WHAT YOU ARE ASKED TO DO:
Copy, word for word, each line of the data below from the first through the line containing "pub fn to_grid(pixels: &[Pixel], height: usize, width: usize)", and stop there.

|---|

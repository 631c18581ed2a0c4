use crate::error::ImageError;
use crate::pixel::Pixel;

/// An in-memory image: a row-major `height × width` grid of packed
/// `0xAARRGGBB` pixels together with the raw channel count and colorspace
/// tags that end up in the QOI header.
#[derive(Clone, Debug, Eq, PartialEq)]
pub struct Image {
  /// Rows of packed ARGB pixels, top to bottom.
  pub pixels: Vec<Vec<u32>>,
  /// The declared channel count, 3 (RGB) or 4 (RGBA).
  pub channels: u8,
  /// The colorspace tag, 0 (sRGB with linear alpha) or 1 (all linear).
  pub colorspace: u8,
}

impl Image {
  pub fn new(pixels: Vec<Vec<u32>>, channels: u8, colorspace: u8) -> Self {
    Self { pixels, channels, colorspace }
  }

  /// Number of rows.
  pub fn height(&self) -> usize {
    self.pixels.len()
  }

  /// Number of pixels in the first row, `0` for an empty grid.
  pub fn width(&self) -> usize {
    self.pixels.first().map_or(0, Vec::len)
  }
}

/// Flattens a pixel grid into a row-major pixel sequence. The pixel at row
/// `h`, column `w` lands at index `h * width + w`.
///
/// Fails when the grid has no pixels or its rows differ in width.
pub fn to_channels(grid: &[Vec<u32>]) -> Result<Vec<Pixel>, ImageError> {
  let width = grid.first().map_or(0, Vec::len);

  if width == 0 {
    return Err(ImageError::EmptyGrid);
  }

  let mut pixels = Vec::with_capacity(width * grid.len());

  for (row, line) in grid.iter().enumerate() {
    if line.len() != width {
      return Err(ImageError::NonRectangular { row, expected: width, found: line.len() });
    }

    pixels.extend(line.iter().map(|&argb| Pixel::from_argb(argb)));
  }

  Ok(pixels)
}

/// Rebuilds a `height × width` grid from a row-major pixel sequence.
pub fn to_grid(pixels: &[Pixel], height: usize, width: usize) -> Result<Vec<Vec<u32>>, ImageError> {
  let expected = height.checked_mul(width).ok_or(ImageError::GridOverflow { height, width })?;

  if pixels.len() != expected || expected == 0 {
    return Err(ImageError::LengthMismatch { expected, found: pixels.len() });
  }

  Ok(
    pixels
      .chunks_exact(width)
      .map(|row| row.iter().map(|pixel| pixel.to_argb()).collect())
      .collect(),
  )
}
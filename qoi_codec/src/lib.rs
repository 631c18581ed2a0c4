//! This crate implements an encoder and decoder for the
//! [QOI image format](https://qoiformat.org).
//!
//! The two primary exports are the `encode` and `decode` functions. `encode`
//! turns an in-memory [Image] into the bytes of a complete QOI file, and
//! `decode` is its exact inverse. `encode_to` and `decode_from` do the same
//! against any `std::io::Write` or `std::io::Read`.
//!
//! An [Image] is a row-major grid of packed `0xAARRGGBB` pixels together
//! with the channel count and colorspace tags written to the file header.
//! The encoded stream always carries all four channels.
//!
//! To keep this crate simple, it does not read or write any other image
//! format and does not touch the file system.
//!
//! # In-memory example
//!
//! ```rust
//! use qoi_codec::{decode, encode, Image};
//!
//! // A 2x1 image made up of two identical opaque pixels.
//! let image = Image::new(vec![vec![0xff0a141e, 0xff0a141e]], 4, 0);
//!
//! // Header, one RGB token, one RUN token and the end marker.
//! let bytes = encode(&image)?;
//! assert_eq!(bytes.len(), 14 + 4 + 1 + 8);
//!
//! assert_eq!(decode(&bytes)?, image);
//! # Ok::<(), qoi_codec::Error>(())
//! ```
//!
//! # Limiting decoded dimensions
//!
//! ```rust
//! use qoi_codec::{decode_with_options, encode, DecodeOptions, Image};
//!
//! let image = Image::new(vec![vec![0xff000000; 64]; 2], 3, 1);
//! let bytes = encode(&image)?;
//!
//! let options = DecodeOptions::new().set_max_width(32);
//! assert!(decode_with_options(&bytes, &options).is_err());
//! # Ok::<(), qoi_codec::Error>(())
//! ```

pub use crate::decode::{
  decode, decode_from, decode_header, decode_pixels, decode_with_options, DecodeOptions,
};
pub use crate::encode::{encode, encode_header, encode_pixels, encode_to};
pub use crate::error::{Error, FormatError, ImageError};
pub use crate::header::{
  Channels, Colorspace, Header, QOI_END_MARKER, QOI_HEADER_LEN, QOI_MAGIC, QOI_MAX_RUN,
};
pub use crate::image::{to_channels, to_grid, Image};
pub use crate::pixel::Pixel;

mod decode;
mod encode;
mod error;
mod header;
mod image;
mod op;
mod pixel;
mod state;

|---|

REPLY TO THE EXERCISE:
repository 631c18581ed2a0c4
use crate::error::ImageError;
use crate::pixel::Pixel;

/// An in-memory image: a row-major `height × width` grid of packed
/// `0xAARRGGBB` pixels together with the raw channel count and colorspace
/// tags that end up in the QOI header.
#[derive(Clone, Debug, Eq, PartialEq)]
pub struct Image {
  /// Rows of packed ARGB pixels, top to bottom.
  pub pixels: Vec<Vec<u32>>,
  /// The declared channel count, 3 (RGB) or 4 (RGBA).
  pub channels: u8,
  /// The colorspace tag, 0 (sRGB with linear alpha) or 1 (all linear).
  pub colorspace: u8,
}

impl Image {
  pub fn new(pixels: Vec<Vec<u32>>, channels: u8, colorspace: u8) -> Self {
    Self { pixels, channels, colorspace }
  }

  /// Number of rows.
  pub fn height(&self) -> usize {
    self.pixels.len()
  }

  /// Number of pixels in the first row, `0` for an empty grid.
  pub fn width(&self) -> usize {
    self.pixels.first().map_or(0, Vec::len)
  }
}

/// Flattens a pixel grid into a row-major pixel sequence. The pixel at row
/// `h`, column `w` lands at index `h * width + w`.
///
/// Fails when the grid has no pixels or its rows differ in width.
pub fn to_channels(grid: &[Vec<u32>]) -> Result<Vec<Pixel>, ImageError> {
  let width = grid.first().map_or(0, Vec::len);

  if width == 0 {
    return Err(ImageError::EmptyGrid);
  }

  let mut pixels = Vec::with_capacity(width * grid.len());

  for (row, line) in grid.iter().enumerate() {
    if line.len() != width {
      return Err(ImageError::NonRectangular { row, expected: width, found: line.len() });
    }

    pixels.extend(line.iter().map(|&argb| Pixel::from_argb(argb)));
  }

  Ok(pixels)
}

/// Rebuilds a `height × width` grid from a row-major pixel sequence.
pub fn to_grid(pixels: &[Pixel], height: usize, width: usize) -> Result<Vec<Vec<u32>>, ImageError> {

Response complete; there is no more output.